Although anti-air travel campaigners believe ghost flights are a widespread issue that airlines don’t publicly disclose, Lufthansa is so far the only airline to go public about its own figures. In January, climate activist Greta Thunberg tweeted her disbelief over the scale of the issue. Unusually, she was joined by voices within the industry. One of them was Lufthansa’s own chief executive, Carsten Spohr, who said the journeys were “empty, unnecessary flights just to secure our landing and takeoff rights.” But the company argues that it can’t change its approach: Those ghost flights are happening because airlines are required to conduct a certain proportion of their planned flights in order to keep slots at high-trafficked airports. 
A Greenpeace analysis indicates that if Lufthansa’s practice of operating no-passenger flights were replicated equally across the European aviation sector, it would mean that more than 100,000 “ghost flights” were operating in Europe this year, spitting out carbon dioxide emissions equivalent to 1.4 million gas-guzzling cars. “We’re in a climate crisis, and the transport sector has the fastest-growing emissions in the EU,” says Greenpeace spokesperson Herwig Schuster. “Pointless, polluting ‘ghost flights’ are just the tip of the iceberg.” 
Aviation analysts are split on the scale of the ghost flight problem.
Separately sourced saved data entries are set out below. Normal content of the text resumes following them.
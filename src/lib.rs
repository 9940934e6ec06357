pub mod index;
pub mod lock;
pub mod node;

pub mod htm;
pub mod olc;
pub mod single;
pub mod tsx;

pub mod workload;

pub use htm::HtmTree;
pub use index::OrderedIndex;
pub use olc::OlcTree;
pub use single::SingleThreadedTree;

use mimalloc::MiMalloc;

#[global_allocator]
static GLOBAL_ALLOCATOR: MiMalloc = MiMalloc;

#[ctor::ctor]
fn init() {
    color_backtrace::install();

    tracing_subscriber::fmt()
        .with_max_level(tracing::Level::DEBUG)
        .with_target(true)
        .with_file(true)
        .with_level(true)
        .without_time()
        .with_thread_ids(true)
        .init();
}
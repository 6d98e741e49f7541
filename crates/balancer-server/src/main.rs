mod activity_log;
mod api;
mod auth;
mod diskstat;
mod state;
mod websocket;

use std::net::SocketAddr;
use std::sync::Arc;
use std::time::Duration;

use clap::{Parser, Subcommand};
use tokio::sync::mpsc;

use balancer_core::config::{Config, BBS_MONITOR_CNT};
use balancer_core::counters::{spawn_reset_task, Counters};
use balancer_core::dispatcher::Dispatcher;
use balancer_core::endpoint::EndpointRegistry;
use balancer_core::pool::ServicePool;
use balancer_core::supervisor::SupervisorConfig;
use balancer_sbbs::pipeline::SbbsPipeline;
use balancer_sbbs::push::PushSender;
use balancer_sbbs::store::SubscriptionStore;

use crate::state::AppState;

#[derive(Parser, Debug)]
#[command(name = "balancer", about = "wallet-service balancer")]
struct Args {
    /// Path to the JSON configuration file.
    #[arg(short, long, default_value = "config.json")]
    config: String,

    #[command(subcommand)]
    command: Option<Command>,
}

#[derive(Subcommand, Debug)]
enum Command {
    /// Generate a fresh VAPID keypair and print it, then exit.
    VapidKeys,
}

#[tokio::main]
async fn main() -> anyhow::Result<()> {
    tracing_subscriber::fmt()
        .with_env_filter(
            tracing_subscriber::EnvFilter::try_from_default_env()
                .unwrap_or_else(|_| tracing_subscriber::EnvFilter::new("info")),
        )
        .init();

    let args = Args::parse();

    if matches!(args.command, Some(Command::VapidKeys)) {
        let (public, private) = balancer_sbbs::crypto::generate_vapid_keypair();
        tracing::info!(vapid_public = %public, vapid_private = %private, "generated VAPID keypair");
        return Ok(());
    }

    let config = Config::load(&args.config)?;
    tracing::info!(config = %args.config, listen = %config.listen_address, "service balancer starting");

    let counters = Arc::new(Counters::default());
    let endpoints = EndpointRegistry::new(Duration::from_millis(config.endpoint_alive_timeout_ms));

    let wallet_pool = spawn_wallet_pool(&config, counters.clone(), endpoints.clone()).await?;

    let dispatcher = Dispatcher::new(
        Arc::clone(&wallet_pool),
        Arc::clone(&endpoints),
        config.service_public_address.clone(),
        config.return_raw_svc_port,
    );

    let (bbs_pool, sbbs_pipeline) = spawn_bbs_pool(&config, counters.clone()).await?;

    spawn_reset_task(Arc::clone(&counters));

    let state = AppState::new(config.clone(), counters, dispatcher, endpoints, wallet_pool, bbs_pool, sbbs_pipeline);

    activity_log::spawn(state.clone());

    let app = api::build_router(state);
    let listener = tokio::net::TcpListener::bind(&config.listen_address).await?;
    tracing::info!(addr = %config.listen_address, "listening");

    axum::serve(listener, app.into_make_service_with_connect_info::<SocketAddr>()).await?;
    Ok(())
}

/// Spawns the wallet-service pool and the background task that mirrors its
/// `Dropped` events into the endpoint registry and counters, matching the
/// original `walletServicesInitialize` wiring.
async fn spawn_wallet_pool(
    config: &Config,
    counters: Arc<Counters>,
    endpoints: Arc<EndpointRegistry>,
) -> anyhow::Result<Arc<ServicePool>> {
    let (dropped_tx, mut dropped_rx) = mpsc::channel(1);
    let (restarted_tx, mut restarted_rx) = mpsc::channel(1);

    let supervisor_cfg = SupervisorConfig {
        binary_path: config.wallet_service_path.clone(),
        node_address: config.beam_node_address.clone(),
        allowed_origin: config.allowed_origin.clone(),
        start_timeout: Duration::from_millis(config.service_launch_timeout_ms),
        heartbeat_timeout: Duration::from_millis(config.service_heartbeat_timeout_ms),
    };

    let pool = ServicePool::new(
        config.wallet_service_cnt(),
        config.wallet_service_first_port,
        config.wallet_service_last_port,
        supervisor_cfg,
        Duration::from_millis(config.service_alive_timeout_ms),
        dropped_tx,
        restarted_tx,
    )
    .await?;

    tokio::spawn(async move {
        while let Some(index) = dropped_rx.recv().await {
            let (endpoints_removed, clients_removed) = endpoints.drop_service_endpoints(index).await;
            counters.count_ws_drop(endpoints_removed as i64, clients_removed as i64);
            tracing::warn!(index, endpoints_removed, clients_removed, "wallet service dropped");
        }
    });

    tokio::spawn(async move {
        while let Some(index) = restarted_rx.recv().await {
            tracing::info!(index, "wallet service restarted");
        }
    });

    Ok(pool)
}

/// Spawns the single SBBS monitor child and the subscription pipeline, but
/// only when VAPID keys are configured — their absence disables the whole
/// pipeline per SPEC_FULL §6.
async fn spawn_bbs_pool(config: &Config, counters: Arc<Counters>) -> anyhow::Result<(Option<Arc<ServicePool>>, Option<Arc<SbbsPipeline>>)> {
    let (Some(vapid_public), Some(vapid_private)) = (config.vapid_public.clone(), config.vapid_private.clone()) else {
        tracing::info!("vapid keys not configured, sbbs pipeline disabled");
        return Ok((None, None));
    };

    let (dropped_tx, mut dropped_rx) = mpsc::channel(1);
    let (restarted_tx, mut restarted_rx) = mpsc::channel(1);

    let supervisor_cfg = SupervisorConfig {
        binary_path: config.bbs_monitor_path.clone(),
        node_address: config.beam_node_address.clone(),
        allowed_origin: config.allowed_origin.clone(),
        start_timeout: Duration::from_millis(config.service_launch_timeout_ms),
        heartbeat_timeout: Duration::from_millis(config.service_heartbeat_timeout_ms),
    };

    let pool = ServicePool::new(
        BBS_MONITOR_CNT,
        config.bbs_monitor_first_port,
        config.bbs_monitor_last_port,
        supervisor_cfg,
        Duration::from_millis(config.service_alive_timeout_ms),
        dropped_tx,
        restarted_tx,
    )
    .await?;

    let store = Arc::new(SubscriptionStore::open(&config.database_path, &vapid_public)?);
    let push = Arc::new(PushSender::new(vapid_public, vapid_private, config.push_contact_mail.clone()));
    let pipeline = SbbsPipeline::new(Arc::clone(&store), push, Arc::clone(&counters));

    balancer_sbbs::spawn_expiry_sweep(Arc::clone(&store));

    if let Some(port) = pool.port_at(0).await {
        pipeline.on_restarted(port).await;
    }

    {
        let pipeline = Arc::clone(&pipeline);
        let counters = Arc::clone(&counters);
        tokio::spawn(async move {
            while dropped_rx.recv().await.is_some() {
                counters.count_bbs_drops();
                pipeline.on_dropped().await;
            }
        });
    }
    {
        let pipeline = Arc::clone(&pipeline);
        let pool = Arc::clone(&pool);
        tokio::spawn(async move {
            while let Some(index) = restarted_rx.recv().await {
                if let Some(port) = pool.port_at(index).await {
                    pipeline.on_restarted(port).await;
                }
            }
        });
    }

    Ok((Some(pool), Some(pipeline)))
}
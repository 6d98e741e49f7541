//! Per-client WebSocket session: upgrade, origin check, and JSON-RPC 2.0
//! dispatch over text frames. Mirrors the teacher's `ws_*_handler` split
//! (upgrade handler + a `handle_*_ws` loop taking the socket by value), but
//! the loop here spawns one task per inbound frame per SPEC_FULL §5 rather
//! than handling each message inline, so a slow RPC never blocks the read
//! side of the connection.

use std::net::SocketAddr;
use std::sync::Arc;
use std::sync::Mutex as StdMutex;
use std::time::Duration;

use axum::extract::ws::{Message, WebSocket, WebSocketUpgrade};
use axum::extract::{ConnectInfo, State};
use axum::http::{HeaderMap, StatusCode};
use axum::response::{IntoResponse, Response};
use futures_util::{SinkExt, StreamExt};
use serde_json::{json, Value};
use tokio::sync::mpsc;

use balancer_core::config::PING_PERIOD_MS;
use balancer_protocol::envelope::{self, Response as RpcResponse, METHOD_ERROR, METHOD_NOT_FOUND};
use balancer_protocol::methods::{
    LoginParams, LoginResult, LogoutParams, SubscribeParams, UnsubscribeParams, METHOD_LOGIN, METHOD_LOGOUT,
    METHOD_SUBSCRIBE, METHOD_UNSUBSCRIBE,
};
use balancer_protocol::MAX_FRAME_BYTES;

use crate::state::AppState;

/// `GET /ws` — upgrades after an optional `Origin` check.
pub async fn ws_handler(
    ws: WebSocketUpgrade,
    State(state): State<AppState>,
    headers: HeaderMap,
    ConnectInfo(addr): ConnectInfo<SocketAddr>,
) -> Response {
    if let Some(expected) = state.inner.config.allowed_origin.as_deref() {
        let origin = headers.get(axum::http::header::ORIGIN).and_then(|v| v.to_str().ok());
        if origin != Some(expected) {
            tracing::warn!(%addr, origin = ?origin, "websocket upgrade rejected: origin mismatch");
            state.inner.counters.count_w_reject();
            return StatusCode::FORBIDDEN.into_response();
        }
    }
    state.inner.counters.count_w_upgrade();
    ws.on_upgrade(move |socket| handle_session(socket, state, addr))
}

/// The wallet-id a session has logged in as, if any.
struct SessionState {
    wallet_id: Option<String>,
}

async fn handle_session(socket: WebSocket, state: AppState, addr: SocketAddr) {
    state.inner.counters.count_w_connect();
    tracing::info!(%addr, "wallet client connected");

    let (mut sink, mut stream) = socket.split();
    let (out_tx, mut out_rx) = mpsc::channel::<Message>(64);

    let writer = tokio::spawn(async move {
        while let Some(msg) = out_rx.recv().await {
            if sink.send(msg).await.is_err() {
                break;
            }
        }
    });

    // Server-driven liveness ping, mirroring melody's PingPeriod: the client's
    // answering Pong is what keeps this session's endpoint alive (§4.4).
    let ping_tx = out_tx.clone();
    let ping_task = tokio::spawn(async move {
        let mut tick = tokio::time::interval(Duration::from_millis(PING_PERIOD_MS));
        tick.tick().await; // first tick is immediate
        loop {
            tick.tick().await;
            if ping_tx.send(Message::Ping(Vec::new())).await.is_err() {
                return;
            }
        }
    });

    let session = Arc::new(StdMutex::new(SessionState { wallet_id: None }));

    while let Some(next) = stream.next().await {
        let frame = match next {
            Ok(Message::Text(text)) => text.as_bytes().to_vec(),
            Ok(Message::Binary(bytes)) => bytes.to_vec(),
            Ok(Message::Pong(_)) => {
                let wallet_id = session.lock().unwrap().wallet_id.clone();
                if let Some(wallet_id) = wallet_id {
                    if let Err(e) = state.inner.dispatcher.mark_alive(&wallet_id).await {
                        tracing::debug!(wallet_id, error = %e, "pong alive for unknown endpoint");
                    }
                }
                continue;
            }
            Ok(Message::Ping(data)) => {
                let _ = out_tx.send(Message::Pong(data)).await;
                continue;
            }
            Ok(Message::Close(_)) | Err(_) => break,
            Ok(_) => continue,
        };
        if frame.len() > MAX_FRAME_BYTES {
            let _ = out_tx
                .send(Message::Text(
                    RpcResponse::err(Value::Null, envelope::INVALID_REQUEST, "frame too large").to_json().into(),
                ))
                .await;
            continue;
        }

        let state = state.clone();
        let out_tx = out_tx.clone();
        let session = Arc::clone(&session);
        tokio::spawn(async move {
            let reply = dispatch(&state, &session, &frame).await;
            let _ = out_tx.send(Message::Text(reply.into())).await;
        });
    }

    ping_task.abort();
    drop(out_tx);
    let _ = writer.await;

    if let Some(wallet_id) = session.lock().unwrap().wallet_id.take() {
        if let Err(e) = state.inner.dispatcher.logout(&wallet_id).await {
            tracing::debug!(wallet_id, error = %e, "logout on disconnect found no endpoint");
        }
    }

    state.inner.counters.count_w_disconnect();
    tracing::info!(%addr, "wallet client disconnected");
}

async fn dispatch(state: &AppState, session: &Arc<StdMutex<SessionState>>, raw: &[u8]) -> String {
    let request = match envelope::parse(raw) {
        Ok(req) => req,
        Err(resp) => return resp.to_json(),
    };

    let id = request.id.clone();
    let result = match request.method.as_str() {
        METHOD_LOGIN => handle_login(state, session, request.params).await,
        METHOD_LOGOUT => handle_logout(state, session, request.params).await,
        METHOD_SUBSCRIBE => handle_subscribe(state, request.params).await,
        METHOD_UNSUBSCRIBE => handle_unsubscribe(state, request.params).await,
        other => {
            state.inner.counters.count_w_bad_method();
            tracing::debug!(method = other, "unrecognised wallet rpc method");
            Err((METHOD_NOT_FOUND, format!("unknown method {other}")))
        }
    };

    match result {
        Ok(value) => RpcResponse::ok(id, value).to_json(),
        Err((code, message)) => {
            if code == METHOD_ERROR {
                state.inner.counters.count_w_error();
            }
            RpcResponse::err(id, code, message).to_json()
        }
    }
}

async fn handle_login(state: &AppState, session: &Arc<StdMutex<SessionState>>, params: Value) -> Result<Value, (i64, String)> {
    let params: LoginParams = serde_json::from_value(params).map_err(|e| (METHOD_ERROR, e.to_string()))?;
    if session.lock().unwrap().wallet_id.is_some() {
        return Err((METHOD_ERROR, "session already logged in".to_string()));
    }

    let endpoint = state
        .inner
        .dispatcher
        .login(&params.wallet_id)
        .await
        .map_err(|e| (METHOD_ERROR, e.to_string()))?;

    session.lock().unwrap().wallet_id = Some(params.wallet_id);
    state.inner.counters.count_login();
    Ok(serde_json::to_value(LoginResult { endpoint }).expect("LoginResult always serializes"))
}

async fn handle_logout(state: &AppState, session: &Arc<StdMutex<SessionState>>, params: Value) -> Result<Value, (i64, String)> {
    let params: LogoutParams = serde_json::from_value(params).map_err(|e| (METHOD_ERROR, e.to_string()))?;

    let current = session.lock().unwrap().wallet_id.clone();
    if current.as_deref() != Some(params.wallet_id.as_str()) {
        return Err((METHOD_ERROR, "wallet id does not match this session".to_string()));
    }

    state.inner.dispatcher.logout(&params.wallet_id).await.map_err(|e| (METHOD_ERROR, e.to_string()))?;
    session.lock().unwrap().wallet_id = None;
    state.inner.counters.count_logout();
    Ok(json!({}))
}

async fn handle_subscribe(state: &AppState, params: Value) -> Result<Value, (i64, String)> {
    let Some(pipeline) = state.inner.sbbs_pipeline.as_ref() else {
        return Err((METHOD_ERROR, "sbbs pipeline is disabled".to_string()));
    };
    let params: SubscribeParams = serde_json::from_value(params).map_err(|e| (METHOD_ERROR, e.to_string()))?;
    pipeline.subscribe(params).await.map_err(|e| (METHOD_ERROR, e.to_string()))?;
    state.inner.counters.count_subscribe();
    Ok(json!({}))
}

async fn handle_unsubscribe(state: &AppState, params: Value) -> Result<Value, (i64, String)> {
    let Some(pipeline) = state.inner.sbbs_pipeline.as_ref() else {
        return Err((METHOD_ERROR, "sbbs pipeline is disabled".to_string()));
    };
    let params: UnsubscribeParams = serde_json::from_value(params).map_err(|e| (METHOD_ERROR, e.to_string()))?;
    pipeline.unsubscribe(params).await.map_err(|e| (METHOD_ERROR, e.to_string()))?;
    state.inner.counters.count_unsubscribe();
    Ok(serde_json::to_value(balancer_protocol::methods::UnsubResult { unsubscribe: true }).expect("UnsubResult always serializes"))
}
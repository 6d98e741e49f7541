use serde::{Deserialize, Serialize};

pub const METHOD_LOGIN: &str = "login";
pub const METHOD_LOGOUT: &str = "logout";
pub const METHOD_SUBSCRIBE: &str = "subscribe";
pub const METHOD_UNSUBSCRIBE: &str = "unsubscribe";

#[derive(Debug, Clone, Deserialize)]
pub struct LoginParams {
    #[serde(rename = "WalletID")]
    pub wallet_id: String,
}

#[derive(Debug, Clone, Serialize)]
pub struct LoginResult {
    pub endpoint: String,
}

#[derive(Debug, Clone, Deserialize)]
pub struct LogoutParams {
    #[serde(rename = "WalletID")]
    pub wallet_id: String,
}

#[derive(Debug, Clone, Deserialize)]
pub struct SubscribeParams {
    #[serde(rename = "SbbsAddress")]
    pub sbbs_address: String,
    #[serde(rename = "SbbsAddressPrivate")]
    pub sbbs_address_private: String,
    #[serde(rename = "NotificationEndpoint")]
    pub notification_endpoint: String,
    #[serde(rename = "ServerKey")]
    pub server_key: String,
    #[serde(rename = "P256dhKey")]
    pub p256dh_key: String,
    #[serde(rename = "AuthKey")]
    pub auth_key: String,
    #[serde(rename = "ExpiresAt")]
    pub expires_at: i64,
}

#[derive(Debug, Clone, Deserialize)]
pub struct UnsubscribeParams {
    #[serde(rename = "SbbsAddress")]
    pub sbbs_address: String,
    #[serde(rename = "SbbsAddressPrivate")]
    pub sbbs_address_private: String,
    #[serde(rename = "NotificationEndpoint")]
    pub notification_endpoint: String,
}

#[derive(Debug, Clone, Serialize)]
pub struct UnsubResult {
    #[serde(rename = "Unsubscribe")]
    pub unsubscribe: bool,
}

/// Event delivered by the SBBS child when a message lands for an address.
#[derive(Debug, Clone, Deserialize)]
pub struct NewMessageParams {
    #[serde(rename = "Address")]
    pub address: String,
    #[serde(rename = "Data")]
    pub data: String,
}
Some believe the issue has been overhyped and is likely not more prevalent than the few airlines that have admitted to operating them. Others say there are likely tens of thousands of such flights operating—with their carriers declining to say anything because of the PR blowback. 
“The only reason we have [airport] slots is that it recognizes a shortage of capacity at an airport,” says John Strickland of JLS Consulting, an aviation consultant. “If there wasn’t any shortage of capacity, airlines could land and take off within reason whenever they want to.” However, a disparity between the volume of demand for takeoff and landing slots and the number of slots available at key airports means that airlines compete fiercely for spaces. In 2020, 62 million flights took place at the world’s airports, according to industry body Airports Council International. While that number sounds enormous, it’s down nearly 40 percent year on year. To handle demand, more than 200 airports worldwide operate some kind of slot system, handling a combined 1.5 billion passengers. If you board a flight anywhere in the world, there’s a 43 percent chance your flight is slot managed.

Airlines even pay their competitors to take over slots: Two highly prized slots at London Heathrow airport reportedly changed hands for $75 million in 2016, when tiny cash-rich airline Oman Air made Air France-KLM an offer it couldn’t refuse for a sleepy 5.30 am arrival from Muscat to the UK capital. “It’s all about using the ground and airspace to make the most of what you have,” says James Pearson, a route development analyst at Simple Flying, an airline consultancy. “Theoretically it’s a very good idea.”

 

The current lack of demand for airlines has increased the tension between big, incumbent companies, who hold many of the slots, and their newer, nimbler competitors, who want access to them, says US aviation analyst Bob Mann. That lack of demand is, of course, the long hangover from the Covid-19 pandemic and the dampening effect it has had on global air travel. Global air traffic dropped 60 percent

 in 2020 compared to 2019 levels, according to the International Civil Aviation Organization (ICAO). In 2021, passenger numbers were still 49 percent down on the pre-pandemic era, and even as the world begins to reopen in 2022, demand is still expected to be between 28 and 33 percent lower than in 2019. The industry will lose an estimated $200 billion as around 1.3 billion fewer passengers travel in 2022 than in 2019, the ICAO says. Passengers just aren’t flying—but airlines need to run services in order to keep their precious slots at airports. “If you lose your slot, you’ve lost an asset off your balance sheet,” says aviation analyst David Gleave. 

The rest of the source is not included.